Mi parte preferida del ensayo: “De hecho, ninguna feria se ha modernizado incluyendo códigos QR o reservas de entrada con el móvil o atracciones basadas en 'smartphones', ni hay 'escape rooms' en ellas ni 'food trucks' ni puestos de Energy Control para analizar las drogas”. ¿Lo cutre es la trinchera de resistencia de lo popular?

Supongo que es difícil definir lo popular, del mismo modo que es difícil definir “pueblo”, que sería su fuente. Yo abordo en el libro lo popular que fraguó en la posguerra, y que por tanto tiene mucho de barato, precario, hecho a toda prisa, de saltarse la ley y de divertirse y crear con poco dinero. O sea: duralex, bombonas de butano, el bar Luismi, la fábricas de bebidas o de bizcochos con la marca sin registrar en ningún sitio y los radiocasetes que duran treinta años, con sus cintas, y los grupos de música que tocan con guitarras prestadas ritmos prestados en un garaje y encima mal. Eso es lo cutre. Y eso sólo se salva si el entorno es cutre, si hay un espacio donde la reglamentación rigorosa de cada aspecto de nuestra vida no comparece, si se hace la vista gorda, si “nos entendemos”. Realmente el sitio más espectacular para todo esto es un feria de pueblo. Pero también el bar de Fernando Díaz de Mendoza 67 o la casa de tu abuela en Lo Pagán. Dentro de medio siglo habrá como mucho un museo donde guarden los recuerdos de Mallorca y las barras de los bares viejos, y será muy visitado además.

El escritor Alberto Olmos

Comentando un antiguo anuncio de coches, destaca su estética “forocochera” y “poligonera”. ¿No son un poco clasistas los adjetivos?

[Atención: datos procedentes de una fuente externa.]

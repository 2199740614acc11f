//! Kiểu dữ liệu phẳng dùng chung giữa tầng truy xuất MedCard và nơi hiển thị.

use std::collections::HashSet;

use chrono::{DateTime, Utc};
use serde::{Deserialize, Serialize};

/// Giá trị hiển thị khi kho hồ sơ không cung cấp thông tin.
pub const UNKNOWN: &str = "Unknown";

/// Giá trị hiển thị cho thông tin liên lạc còn thiếu (điện thoại, email).
pub const NOT_AVAILABLE: &str = "N/A";

/// Id đại diện cho cả khối thông tin bệnh nhân khi chọn chia sẻ.
pub const PATIENT_SELECTION_ID: &str = "patient";

/// Cấu hình kết nối tới kho hồ sơ FHIR.
#[derive(Debug, Clone, Serialize, Deserialize, PartialEq)]
pub struct AggregatorConfig {
    /// URL gốc của endpoint FHIR R4, không có dấu gạch chéo cuối.
    pub base_url: String,
    /// Thời gian chờ tối đa cho mỗi request (giây).
    pub timeout_secs: u64,
}

impl Default for AggregatorConfig {
    fn default() -> Self {
        Self {
            base_url: "https://hapi.fhir.org/baseR4".to_string(),
            timeout_secs: 30,
        }
    }
}

/// Hồ sơ nhân khẩu đã làm phẳng để hiển thị. Trường nào nguồn không
/// cung cấp sẽ mang giá trị mặc định thay vì bị bỏ trống.
#[derive(Debug, Clone, Serialize, Deserialize, PartialEq)]
pub struct PatientRecord {
    pub id: String,
    pub name: String,
    pub birth_date: String,
    pub gender: String,
    pub blood_group: String,
    /// Bác sĩ phụ trách chính, nếu hồ sơ có tham chiếu.
    pub pcp: Option<CareProvider>,
    pub address: String,
    pub phone: String,
    pub email: String,
}

impl Default for PatientRecord {
    fn default() -> Self {
        Self {
            id: String::new(),
            name: UNKNOWN.to_string(),
            birth_date: UNKNOWN.to_string(),
            gender: UNKNOWN.to_string(),
            blood_group: UNKNOWN.to_string(),
            pcp: None,
            address: UNKNOWN.to_string(),
            phone: NOT_AVAILABLE.to_string(),
            email: NOT_AVAILABLE.to_string(),
        }
    }
}

/// Thông tin tóm tắt về bác sĩ phụ trách.
#[derive(Debug, Clone, Serialize, Deserialize, PartialEq)]
pub struct CareProvider {
    pub id: String,
    pub name: String,
    pub phone: String,
    pub address: String,
}

impl Default for CareProvider {
    fn default() -> Self {
        Self {
            id: String::new(),
            name: UNKNOWN.to_string(),
            phone: NOT_AVAILABLE.to_string(),
            address: NOT_AVAILABLE.to_string(),
        }
    }
}

/// Một dị ứng đã ghi nhận.
#[derive(Debug, Clone, Serialize, Deserialize, PartialEq)]
pub struct AllergyRecord {
    pub id: String,
    pub substance: String,
    pub severity: String,
    pub status: String,
}

impl Default for AllergyRecord {
    fn default() -> Self {
        Self {
            id: String::new(),
            substance: UNKNOWN.to_string(),
            severity: UNKNOWN.to_string(),
            status: UNKNOWN.to_string(),
        }
    }
}

/// Người liên hệ khẩn cấp lấy từ các bản ghi RelatedPerson.
#[derive(Debug, Clone, Serialize, Deserialize, PartialEq)]
pub struct EmergencyContact {
    pub id: String,
    pub name: String,
    pub relationship: String,
    pub phone: String,
}

impl Default for EmergencyContact {
    fn default() -> Self {
        Self {
            id: String::new(),
            name: UNKNOWN.to_string(),
            relationship: UNKNOWN.to_string(),
            phone: NOT_AVAILABLE.to_string(),
        }
    }
}

/// Nguồn gốc dữ liệu của thẻ.
#[derive(Debug, Clone, Copy, Serialize, Deserialize, PartialEq, Eq)]
#[serde(rename_all = "snake_case")]
pub enum CardOrigin {
    /// Dữ liệu thật lấy từ kho hồ sơ.
    Upstream,
    /// Hồ sơ mẫu dùng khi không kết nối được hoặc không tìm thấy bệnh nhân.
    Sample,
}

/// Kết quả tổng hợp cuối cùng trả về cho UI.
#[derive(Debug, Clone, Serialize, Deserialize, PartialEq)]
pub struct HealthCard {
    pub retrieved_at: DateTime<Utc>,
    pub origin: CardOrigin,
    pub patient: PatientRecord,
    pub allergies: Vec<AllergyRecord>,
    pub contacts: Vec<EmergencyContact>,
}

impl HealthCard {
    /// Khởi tạo thẻ từ các thành phần đã chuẩn bị, giữ nguyên thứ tự danh sách.
    pub fn new(
        origin: CardOrigin,
        patient: PatientRecord,
        allergies: Vec<AllergyRecord>,
        contacts: Vec<EmergencyContact>,
    ) -> Self {
        Self {
            retrieved_at: Utc::now(),
            origin,
            patient,
            allergies,
            contacts,
        }
    }

    /// Lọc thẻ theo các id người dùng đã tích chọn.
    ///
    /// Id đặc biệt [`PATIENT_SELECTION_ID`] chọn cả khối thông tin bệnh
    /// nhân; các id còn lại đối chiếu với id của dị ứng và người liên hệ.
    pub fn select(&self, picked: &HashSet<String>) -> SharePayload {
        SharePayload {
            patient: picked
                .contains(PATIENT_SELECTION_ID)
                .then(|| self.patient.clone()),
            allergies: self
                .allergies
                .iter()
                .filter(|a| picked.contains(&a.id))
                .cloned()
                .collect(),
            contacts: self
                .contacts
                .iter()
                .filter(|c| picked.contains(&c.id))
                .cloned()
                .collect(),
        }
    }

    /// Chọn toàn bộ nội dung thẻ.
    pub fn select_all(&self) -> SharePayload {
        SharePayload {
            patient: Some(self.patient.clone()),
            allergies: self.allergies.clone(),
            contacts: self.contacts.clone(),
        }
    }
}

/// Phần nội dung được chọn để chia sẻ (chép vào clipboard, mã quét).
///
/// Mục không được chọn bị loại bỏ hẳn khỏi JSON thay vì xuất hiện rỗng.
#[derive(Debug, Clone, Default, Serialize, Deserialize, PartialEq)]
pub struct SharePayload {
    #[serde(skip_serializing_if = "Option::is_none")]
    pub patient: Option<PatientRecord>,
    #[serde(default, skip_serializing_if = "Vec::is_empty")]
    pub allergies: Vec<AllergyRecord>,
    #[serde(default, skip_serializing_if = "Vec::is_empty")]
    pub contacts: Vec<EmergencyContact>,
}

impl SharePayload {
    /// Đúng khi không có mục nào được chọn.
    pub fn is_empty(&self) -> bool {
        self.patient.is_none() && self.allergies.is_empty() && self.contacts.is_empty()
    }

    /// Dựng khối văn bản thuần hiển thị cạnh mã quét. Mục rỗng bị bỏ qua;
    /// không chọn gì thì trả về chuỗi rỗng.
    pub fn to_text(&self) -> String {
        let mut sections = Vec::new();

        if let Some(patient) = &self.patient {
            let mut lines = vec![
                "PATIENT INFO".to_string(),
                format!("Name: {}", patient.name),
                format!("Birth Date: {}", patient.birth_date),
                format!("Gender: {}", patient.gender),
                format!("Blood Group: {}", patient.blood_group),
            ];
            if let Some(pcp) = &patient.pcp {
                lines.push(format!("Primary Care: {} ({})", pcp.name, pcp.phone));
            }
            lines.push(format!("Address: {}", patient.address));
            lines.push(format!("Phone: {}", patient.phone));
            lines.push(format!("Email: {}", patient.email));
            sections.push(lines.join("\n"));
        }

        if !self.allergies.is_empty() {
            let entries: Vec<String> = self
                .allergies
                .iter()
                .map(|a| {
                    format!(
                        "Substance: {}\nSeverity: {}\nStatus: {}",
                        a.substance, a.severity, a.status
                    )
                })
                .collect();
            sections.push(format!("ALLERGIES\n{}", entries.join("\n\n")));
        }

        if !self.contacts.is_empty() {
            let entries: Vec<String> = self
                .contacts
                .iter()
                .map(|c| {
                    format!(
                        "Name: {}\nRelationship: {}\nPhone: {}",
                        c.name, c.relationship, c.phone
                    )
                })
                .collect();
            sections.push(format!("EMERGENCY CONTACTS\n{}", entries.join("\n\n")));
        }

        sections.join("\n\n")
    }
}

/// Lỗi khi truy xuất kho hồ sơ.
///
/// "Không tìm thấy bệnh nhân" là kết quả bình thường chứ không phải lỗi;
/// phía tìm kiếm trả về `None` cho trường hợp đó.
#[derive(Debug, thiserror::Error)]
pub enum RecordError {
    #[error("Kho hồ sơ trả về mã {status} cho {resource}")]
    UpstreamStatus { resource: String, status: u16 },
    #[error("Không kết nối được kho hồ sơ khi lấy {resource}: {detail}")]
    Unreachable { resource: String, detail: String },
    #[error("Không đọc được dữ liệu {resource}: {detail}")]
    Decode { resource: String, detail: String },
}

impl RecordError {
    /// Mã HTTP đính kèm lỗi, nếu có nhận được phản hồi.
    pub fn status(&self) -> Option<u16> {
        match self {
            RecordError::UpstreamStatus { status, .. } => Some(*status),
            _ => None,
        }
    }

    /// Đường dẫn resource của request bị lỗi.
    pub fn resource(&self) -> &str {
        match self {
            RecordError::UpstreamStatus { resource, .. }
            | RecordError::Unreachable { resource, .. }
            | RecordError::Decode { resource, .. } => resource,
        }
    }
}
//! Orchestration: locate the subject, walk the linked resources, assemble
//! the card. Owns the fallback policy that keeps the UI contract total.

use medcard_core::{AggregatorConfig, CardOrigin, CareProvider, HealthCard, RecordError, UNKNOWN};
use serde_json::Value;

use crate::extract;
use crate::sample;
use crate::transport::{find_patient_id, HttpRecordStore, RecordStore};

const LOINC_SYSTEM: &str = "http://loinc.org";
const BLOOD_GROUP_CODE: &str = "883-9";

/// One aggregation surface over a record store.
///
/// Each call is independent and stateless; a single aggregator can serve
/// concurrent callers.
pub struct RecordAggregator<S> {
    store: S,
}

impl RecordAggregator<HttpRecordStore> {
    /// Aggregator talking HTTP to the configured record store.
    pub fn from_config(config: &AggregatorConfig) -> Self {
        Self::new(HttpRecordStore::new(config))
    }
}

impl<S: RecordStore> RecordAggregator<S> {
    pub fn new(store: S) -> Self {
        Self { store }
    }

    /// Fetch and flatten everything for one subject.
    ///
    /// This call never fails: when the subject cannot be located or the
    /// base record cannot be fetched, the sample profile is served instead,
    /// and partial upstream failures degrade individual fields. The card's
    /// `origin` says which path was taken.
    pub async fn aggregate(&self, identifier: &str) -> HealthCard {
        match self.fetch_upstream(identifier).await {
            Ok(Some(card)) => card,
            Ok(None) => {
                tracing::info!("subject not found in record store, serving sample profile");
                sample::sample_card(identifier)
            }
            Err(err) => {
                tracing::warn!(error = %err, "record aggregation failed, serving sample profile");
                sample::sample_card(identifier)
            }
        }
    }

    /// Upstream path: `Ok(None)` when the identifier matches no subject,
    /// `Err` when the subject or their base record cannot be fetched.
    async fn fetch_upstream(&self, identifier: &str) -> Result<Option<HealthCard>, RecordError> {
        let Some(subject_id) = find_patient_id(&self.store, identifier).await? else {
            return Ok(None);
        };

        let resource = self.store.get_json(&format!("Patient/{subject_id}")).await?;

        let mut patient = extract::patient_record(&resource);
        if patient.id.is_empty() {
            patient.id = subject_id.clone();
        }
        patient.pcp = self.fetch_care_provider(&resource).await;

        let allergies = match self
            .store
            .get_json(&format!("AllergyIntolerance?patient={subject_id}"))
            .await
        {
            Ok(bundle) => extract::allergy_records(&bundle),
            Err(err) => {
                tracing::warn!(error = %err, "allergy list fetch failed, rendering empty list");
                Vec::new()
            }
        };

        let contacts = match self
            .store
            .get_json(&format!("RelatedPerson?patient={subject_id}"))
            .await
        {
            Ok(bundle) => extract::emergency_contacts(&bundle),
            Err(err) => {
                tracing::warn!(error = %err, "contact list fetch failed, rendering empty list");
                Vec::new()
            }
        };

        patient.blood_group = self.resolve_blood_group(&resource, &subject_id).await;

        tracing::debug!(
            allergies = allergies.len(),
            contacts = contacts.len(),
            pcp = patient.pcp.is_some(),
            "assembled card from record store"
        );
        Ok(Some(HealthCard::new(
            CardOrigin::Upstream,
            patient,
            allergies,
            contacts,
        )))
    }

    /// Follow the first `generalPractitioner` link, if any. A failed fetch
    /// only costs this one field.
    async fn fetch_care_provider(&self, patient_resource: &Value) -> Option<CareProvider> {
        let reference = patient_resource
            .get("generalPractitioner")
            .and_then(Value::as_array)
            .and_then(|references| references.first())
            .and_then(|practitioner| practitioner.get("reference"))
            .and_then(Value::as_str)?;

        match self.store.get_json(reference).await {
            Ok(resource) => Some(extract::care_provider(&resource)),
            Err(err) => {
                tracing::debug!(error = %err, "care provider fetch failed, leaving field absent");
                None
            }
        }
    }

    /// Two-phase blood group resolution: the patient-extension side channel
    /// first, then one LOINC 883-9 observation query. A phase-two failure
    /// is swallowed and the group stays "Unknown".
    async fn resolve_blood_group(&self, patient_resource: &Value, subject_id: &str) -> String {
        if let Some(group) = extract::blood_group_extension(patient_resource) {
            return group;
        }

        let path =
            format!("Observation?patient={subject_id}&code={LOINC_SYSTEM}|{BLOOD_GROUP_CODE}");
        match self.store.get_json(&path).await {
            Ok(bundle) => {
                extract::blood_group_observation(&bundle).unwrap_or_else(|| UNKNOWN.to_string())
            }
            Err(err) => {
                tracing::debug!(error = %err, "blood group observation lookup failed");
                UNKNOWN.to_string()
            }
        }
    }
}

Creo que “forocochero” no lo utilizo. Poligonero, sí. Hablo de un anuncio que se inscribe en la llamada ugly advertisement, publicidad fea, a la que se le da un acabado casero para transmitir autenticidad. Es muy interesante esto en relación a lo cutre: lo cutre es auténtico. Y en ese anuncio salen, casi como un cliché, chicos de barrio, de periferia, a los que solemos denominar poligoneros. Supongo que por ahí colé el adjetivo. Forocoches, la verdad, no sé qué es. Aparece como ejemplo de webs feas que, también por ser cutres, funcionan de lo lindo. Sobre el clasismo debo decir que es el tic, a derecha e izquierda, que más me repugna; me extrañaría que me pillaras nunca un comentario clasista.

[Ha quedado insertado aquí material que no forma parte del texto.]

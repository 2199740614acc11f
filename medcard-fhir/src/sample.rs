//! Canned fallback profiles, served when the record store cannot.
//!
//! All data here is fictional and fixed. The identifier substring switch
//! exists purely so manual demos can show two distinct profiles; it is not
//! authentication and must never grow trust decisions.

use medcard_core::{
    AllergyRecord, CardOrigin, CareProvider, EmergencyContact, HealthCard, PatientRecord,
};

/// Deterministic profile for an identifier. Identifiers containing "123"
/// get the second canned profile.
pub fn sample_card(identifier: &str) -> HealthCard {
    if identifier.contains("123") {
        variant_profile()
    } else {
        baseline_profile()
    }
}

fn baseline_profile() -> HealthCard {
    HealthCard::new(
        CardOrigin::Sample,
        baseline_patient(),
        vec![
            allergy("allergy-001", "Penicillin", "High", "Active"),
            allergy("allergy-002", "Peanuts", "High", "Active"),
            allergy("allergy-003", "Shellfish", "Medium", "Active"),
        ],
        vec![
            contact("contact-001", "Jane Smith", "Spouse", "(555) 987-6543"),
            contact("contact-002", "Robert Smith", "Father", "(555) 456-7890"),
        ],
    )
}

// The second profile swaps the person and the lists but keeps the rest of
// the baseline demographics, matching the portal's long-standing demo data.
fn variant_profile() -> HealthCard {
    let patient = PatientRecord {
        name: "Alice Johnson".to_string(),
        birth_date: "1990-07-22".to_string(),
        gender: "female".to_string(),
        blood_group: "O-".to_string(),
        ..baseline_patient()
    };

    HealthCard::new(
        CardOrigin::Sample,
        patient,
        vec![allergy("allergy-004", "Latex", "High", "Active")],
        vec![contact("contact-003", "Mike Johnson", "Brother", "(555) 234-5678")],
    )
}

fn baseline_patient() -> PatientRecord {
    PatientRecord {
        id: "patient-001".to_string(),
        name: "John Smith".to_string(),
        birth_date: "1985-03-15".to_string(),
        gender: "male".to_string(),
        blood_group: "A+".to_string(),
        pcp: Some(CareProvider {
            id: "practitioner-001".to_string(),
            name: "Sarah Chen".to_string(),
            phone: "(555) 321-7700".to_string(),
            address: "450 Medical Plaza, Anytown, NY 12345".to_string(),
        }),
        address: "123 Main St, Anytown, NY 12345".to_string(),
        phone: "(555) 123-4567".to_string(),
        email: "john.smith@email.com".to_string(),
    }
}

fn allergy(id: &str, substance: &str, severity: &str, status: &str) -> AllergyRecord {
    AllergyRecord {
        id: id.to_string(),
        substance: substance.to_string(),
        severity: severity.to_string(),
        status: status.to_string(),
    }
}

fn contact(id: &str, name: &str, relationship: &str, phone: &str) -> EmergencyContact {
    EmergencyContact {
        id: id.to_string(),
        name: name.to_string(),
        relationship: relationship.to_string(),
        phone: phone.to_string(),
    }
}
//! Quick invoices: vendor bills booked without a GRN.

use leptos::prelude::*;
use records::QuickInvoice;
use records::totals::Priced;

use crate::components::data_table::Column;
use crate::components::resource_page::resource_page;
use crate::pages::detail::totals_rows;
use crate::state::resource::ResourceForm;
use crate::util::form::{Draft, FieldSpec};
use crate::util::format::{date, money, opt_text, percent, quantity};
use crate::util::lookup::{RefData, RefKind};

pub struct QuickInvoiceForm;

impl ResourceForm for QuickInvoiceForm {
    type Record = QuickInvoice;

    const REFS: &'static [RefKind] = &[RefKind::Vendors, RefKind::Items];
    const FIELDS: &'static [FieldSpec] = &[
        FieldSpec::text("invoice_number", "Invoice Number").required(),
        FieldSpec::date("invoice_date", "Invoice Date").required(),
        FieldSpec::select("vendor_id", "Vendor", RefKind::Vendors).required(),
        FieldSpec::select("item_id", "Item", RefKind::Items).required(),
        FieldSpec::number("quantity", "Quantity").required().non_negative(),
        FieldSpec::number("rate", "Rate").required().non_negative(),
        FieldSpec::number("discount", "Discount").non_negative(),
        FieldSpec::number("tax_percentage", "Tax %").non_negative(),
        FieldSpec::textarea("remarks", "Remarks"),
    ];

    fn columns() -> Vec<Column<QuickInvoice>> {
        vec![
            Column::new("Invoice No.", |q: &QuickInvoice, _| q.invoice_number.clone()),
            Column::new("Date", |q: &QuickInvoice, _| date(q.invoice_date)),
            Column::new("Vendor", |q: &QuickInvoice, refs| refs.label(RefKind::Vendors, q.vendor_id)),
            Column::new("Item", |q: &QuickInvoice, refs| refs.label(RefKind::Items, q.item_id)),
            Column::new("Qty", |q: &QuickInvoice, _| quantity(q.quantity)).numeric(),
            Column::new("Total", |q: &QuickInvoice, _| money(q.totals().total)).numeric(),
        ]
    }

    fn to_draft(q: &QuickInvoice) -> Draft {
        Draft::default()
            .with("invoice_number", q.invoice_number.clone())
            .with_date("invoice_date", q.invoice_date)
            .with_id("vendor_id", q.vendor_id)
            .with_id("item_id", q.item_id)
            .with_number("quantity", q.quantity)
            .with_number("rate", q.rate)
            .with_opt_number("discount", q.discount)
            .with_opt_number("tax_percentage", q.tax_percentage)
            .with_opt("remarks", q.remarks.as_deref())
    }

    fn from_draft(d: &Draft) -> QuickInvoice {
        QuickInvoice {
            id: 0,
            invoice_number: d.text("invoice_number"),
            invoice_date: d.date("invoice_date"),
            vendor_id: d.id("vendor_id"),
            item_id: d.id("item_id"),
            quantity: d.number("quantity"),
            rate: d.number("rate"),
            discount: d.opt_number("discount"),
            tax_percentage: d.opt_number("tax_percentage"),
            remarks: d.opt_text("remarks"),
        }
    }

    fn detail(q: &QuickInvoice, refs: &RefData) -> Vec<(&'static str, String)> {
        let mut rows = vec![
            ("Invoice Number", q.invoice_number.clone()),
            ("Invoice Date", date(q.invoice_date)),
            ("Vendor", refs.label(RefKind::Vendors, q.vendor_id)),
            ("Item", refs.label(RefKind::Items, q.item_id)),
            ("Quantity", quantity(q.quantity)),
            ("Rate", money(q.rate)),
            ("Tax %", percent(q.tax_percentage)),
        ];
        rows.extend(totals_rows(q.totals()));
        rows.push(("Remarks", opt_text(q.remarks.as_deref())));
        rows
    }
}

#[component]
pub fn QuickInvoicesPage() -> impl IntoView {
    resource_page::<QuickInvoiceForm>()
}
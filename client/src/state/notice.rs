//! The single dismissible alert shown over the console.
//!
//! DESIGN
//! ======
//! Only one notice is visible at a time; raising a new one replaces the
//! old. Each notice gets a fresh id so an auto-dismiss timer started for an
//! earlier notice cannot close a later one.

#[cfg(test)]
#[path = "notice_test.rs"]
mod notice_test;

#[derive(Clone, Copy, Debug, PartialEq, Eq)]
pub enum NoticeKind {
    Success,
    Error,
}

#[derive(Clone, Debug, PartialEq, Eq)]
pub struct Notice {
    pub id: u64,
    pub kind: NoticeKind,
    pub message: String,
}

#[derive(Clone, Debug, Default)]
pub struct NoticeState {
    pub current: Option<Notice>,
    last_id: u64,
}

impl NoticeState {
    /// Show `message` as a success notice and return its id.
    pub fn success(&mut self, message: impl Into<String>) -> u64 {
        self.raise(NoticeKind::Success, message.into())
    }

    /// Show `message` as an error notice and return its id.
    pub fn error(&mut self, message: impl Into<String>) -> u64 {
        self.raise(NoticeKind::Error, message.into())
    }

    /// Close notice `id` if it is still the one showing.
    pub fn dismiss(&mut self, id: u64) {
        if self.current.as_ref().is_some_and(|n| n.id == id) {
            self.current = None;
        }
    }

    fn raise(&mut self, kind: NoticeKind, message: String) -> u64 {
        self.last_id += 1;
        self.current = Some(Notice { id: self.last_id, kind, message });
        self.last_id
    }
}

Ya nadie dice que consumir como un psicópata está mal, aceptamos delirios como querer salvar el planeta sin renunciar absolutamente nada

Lo cutre es la variante española del “hazlo tú mismo”. ¿Fuimos punks antes del punk?

Yo creo que lo cutre tiene más de picaresca que de punk. El primer cutre es el hidalgo pobre que sale a la calle con cuellos de camisa pero sin camisa. Son manualidades muy urgentes para sobrevivir en sociedad. Son, por supuesto, inofensivas. Date cuenta de que la corrupción política nunca es cutre salvo cuando nos enteramos de que se gastan nuestro dinero en cafés. La frase inmortal es de Rita Barberá: “No me gusta el cutrerío”. El cutrerío es lo opuesto a la política, y por eso me gusta bastante Kichi. Respondiendo a tu pregunta, hay algo muy nuestro en lo cutre, que tiene poca homologación con otros países o culturas, aunque la mezquindad blanda y la austeridad se encuentren en cualquier sitio del mundo. Yo diría que es una pereza nacional.

"Lo cutre siempre ahorra, es ecologista sin militancia, es anticapitalista sin hipocresía. Se hace querer”. ¿Ser cutre es resistir a la sociedad de consumo?

Ahí no hay duda. Dentro de las grandes cosas que se quedaron en los años no está ese odio al consumismo, que por supuesto propagaban los mismos que odiaban el fútbol. Ahora nadie dice que consumir como un psicópata está mal. Lo que conduce a delirios como querer salvar el planeta sin renunciar absolutamente a nada en términos de consumo. Es realmente patético. Todos esos chavales de instituto creyéndose la lucha contra el cambio climático convencidos de que puede hacerse sin prescindir de sus contaminantes móviles, sus viajes en avión o sus cientos de peticiones materiales a sus padres. Hay un espot nuevo donde una chica nos dice que ya no le importa qué tan bueno sea un producto (no sé qué anuncia, por cierto) sino si pone en la etiqueta lo solidario, comprometido y diverso que es. Es la cosa más estúpida que he visto en meses.

¿Es más cutre no comprar ginebra premium cuando puedes permitírtelo o comprarla cuando no puedes?
En el libro llegué a la conclusión de que cutre es comprar por debajo de tus posibilidades, así que lo cutre es comprar ginebra barata si tienes cien mil euros en el banco. Por eso lo cutre es tan difícil, porque a fin de cuentas sólo te haces daño a ti mismo comprando calidades inferiores a las que puedes permitirte.

¿Se puede comprar la salida de lo cutre como algunos esclavos compraban su libertad?
Creo que es cuestión de edad, porque es muy sufrido vivir como si hubieras fracasado. Pero eso estaría bien: con 70 años, buena vida sin complejos; antes, austeridad, renuncia, modestia. Pienso que la vejez cutre puede acabar siendo muy sórdida.

¿Cuál es la última cosa cutre que ha hecho, visto u oído?
El otro día destendí la ropa porque iba a llover y me puse alguna prenda que aún no se había secado del todo. Y lo pensé tal cual: me mola esta cutrez. Pero lo que me debe de haber convertido en un personaje en el barrio es mi modo de comprar el pan. Resulta que reuní, al mudarme, cientos de monedas de un céntimo y de dos céntimos, también alguna de cinco, de esas que te van dando durante años en el súper o donde sea y vas dejando por la casa, en cajones, vasos, qué sé yo; pues las junté todas en una bolsa bastante grande. A lo mejor había mil o mil quinientas monedas. Te hablo de 15 años de acopiar sin querer esas monedas inútiles. ¿Cómo gastarlas? Y decidí, con disciplina admirable, debo decir, comprar todos los días el pan usando ese dinero. Así que el panadero (excelente, por cierto, ahí en Condes de Barcelona) sabe que todas las mañanas un puto pirado le va a llegar con 70 céntimos en monedas de 1, 2 y -si dios tiene piedad de él- también de 5 céntimos, que además le pongo en montoncitos muy apañados sobre el mostrador, y que va a tener que contar sobre el cristal las puñeteras moneditas una a una. Y llevo así dos meses.